Me perguntei o motivo dela precisar sofrer tanto. Primeiro perder a mãe que ela tanto idolatrava num estúpido acidente de moto no dia do Reveillon e agora perder uma das duas pessoas que a ajudaram a conseguir viver com essa dor por causa de um também estúpido acidente de moto.

E foi durante esse momento mágico, em que dividíamos o mesmo abraço, a mesma angústia e a mesma pergunta, que derramei, pela primeira vez desde que soubera da morte dele, duas pequenas lágrimas... E foi também durante esse momento que jurei pra mim mesma que sempre faria o possível para continuar viva. Que eu não morreria de uma maneira estúpida ou por ser cabeça dura. Eu lutaria pela minha vida para não vê-la perder novamente um ser amado. Eu não lhe causaria essa dor!

            Logo depois o caixão entrou no carro da funerária e pela primeira vez na vida vi um cortejo tão grande.
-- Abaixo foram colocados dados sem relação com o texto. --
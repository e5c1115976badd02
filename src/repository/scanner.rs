// file: src/repository/scanner.rs
// description: Input directory walking and pdf discovery
// reference: https://docs.rs/walkdir

use crate::error::{PipelineError, Result};
use crate::utils::Validator;
use std::path::{Path, PathBuf};
use tracing::{debug, info};
use walkdir::WalkDir;

#[derive(Debug, Clone, Default)]
pub struct DocumentScanner;

#[derive(Debug, Clone, PartialEq, Eq)]
pub struct ScannedDocument {
    pub path: PathBuf,
    /// File name, used as the document identity in every result.
    pub name: String,
    pub size: u64,
}

impl DocumentScanner {
    pub fn new() -> Self {
        Self
    }

    /// PDFs directly inside `root`, sorted by file name.
    pub fn scan_directory(&self, root: &Path) -> Result<Vec<ScannedDocument>> {
        info!("Scanning directory: {}", root.display());
        Validator::validate_directory(root)?;

        let mut documents = Vec::new();

        for entry in WalkDir::new(root)
            .min_depth(1)
            .max_depth(1)
            .follow_links(true)
            .sort_by_file_name()
        {
            let entry = entry.map_err(|e| {
                PipelineError::Validation(format!("Cannot read {}: {}", root.display(), e))
            })?;

            if !entry.file_type().is_file() {
                continue;
            }

            let path = entry.path();
            if Validator::validate_pdf_extension(path).is_err() {
                debug!("Skipping non-pdf file: {}", path.display());
                continue;
            }

            let size = entry.metadata().map(|metadata| metadata.len()).unwrap_or(0);
            documents.push(ScannedDocument {
                path: path.to_path_buf(),
                name: entry.file_name().to_string_lossy().to_string(),
                size,
            });
        }

        info!(
            "Found {} pdf files ({} bytes)",
            documents.len(),
            total_size(&documents)
        );
        Ok(documents)
    }
}

/// Combined on-disk size of the scanned documents.
pub fn total_size(documents: &[ScannedDocument]) -> u64 {
    documents.iter().map(|d| d.size).sum()
}

#[cfg(test)]
mod tests {
    use super::*;
    use std::fs;
    use tempfile::TempDir;

    #[test]
    fn test_scan_directory_sorted_pdfs_only() {
        let temp = TempDir::new().unwrap();
        fs::write(temp.path().join("b.pdf"), "%PDF").unwrap();
        fs::write(temp.path().join("A.PDF"), "%PDF").unwrap();
        fs::write(temp.path().join("notes.txt"), "x").unwrap();
        fs::create_dir(temp.path().join("nested")).unwrap();
        fs::write(temp.path().join("nested").join("c.pdf"), "%PDF").unwrap();

        let documents = DocumentScanner::new().scan_directory(temp.path()).unwrap();
        let names: Vec<&str> = documents.iter().map(|d| d.name.as_str()).collect();
        assert_eq!(names, vec!["A.PDF", "b.pdf"]);
        assert_eq!(documents[1].size, 4);
    }

    #[test]
    fn test_total_size_sums_documents() {
        let temp = TempDir::new().unwrap();
        fs::write(temp.path().join("a.pdf"), "%PDF-1.5").unwrap();
        fs::write(temp.path().join("b.pdf"), "%PDF").unwrap();

        let documents = DocumentScanner::new().scan_directory(temp.path()).unwrap();
        assert_eq!(total_size(&documents), 12);
        assert_eq!(total_size(&[]), 0);
    }

    #[test]
    fn test_scan_empty_directory() {
        let temp = TempDir::new().unwrap();
        assert!(DocumentScanner::new().scan_directory(temp.path()).unwrap().is_empty());
    }

    #[test]
    fn test_scan_missing_directory() {
        let temp = TempDir::new().unwrap();
        assert!(DocumentScanner::new()
            .scan_directory(&temp.path().join("missing"))
            .is_err());
    }
}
Então tive a noção de quanto o meu amigo era querido. Estávamos a vários quilômetros de distância da cidade onde morávamos e mesmo assim várias pessoas apareceram para dizerem adeus. Nesse momento não consigo deixar de pensar se no meu velório também ocorreria o mesmo. Balanço a cabeça tentando acabar com esse pensamento. Não quero mais pensar em mortes, quero apenas poder sentir a minha dor em paz.

            O percurso é longo e o carro está cheio. Sento-me no colo da minha melhor amiga que já não chora. Não sei se sinto alívio por ela não derramar lágrimas ou se fico preocupada por ela não fazer isso.

            Os fuzileiros navais pegam o caixão. Vão três rapazes em cada lado. Um grande grupo de pessoas acompanha tudo com olhares que demonstram espanto. Ninguém consegue acreditar que aquilo realmente está acontecendo.

            Eles depositam o caixão em cima de uma lápide e então a mãe dele abraça aquela caixa de madeira tão bem trabalhada e bonita. Não consigo deixar de pensar que isso jamais ocorreria comigo. Minha mãe jamais agarraria o caixão tentando me trazer de volta para a vida e de volta para o lado dela. Isso jamais ocorreria porque eu sempre quis ser cremada. Então penso que talvez ela não solte a urna com as minhas cinzas até o momento delas serem jogadas do alto da Pedro do Arpoador. O padre profere as últimas palavras e volto a prestar atenção em minha volta.

            Está na hora... Mas a mãe dele não permite que a separem do caixão. Aquela cena me emociona a tal ponto que acabo por ter uma crise de choro. Ao começar a me recuperar, percebo que a maior parte dos presentes também chora bastante.

            Ouço o primo dele gritar:

            - Te amo, primo! Te amo pra sempre!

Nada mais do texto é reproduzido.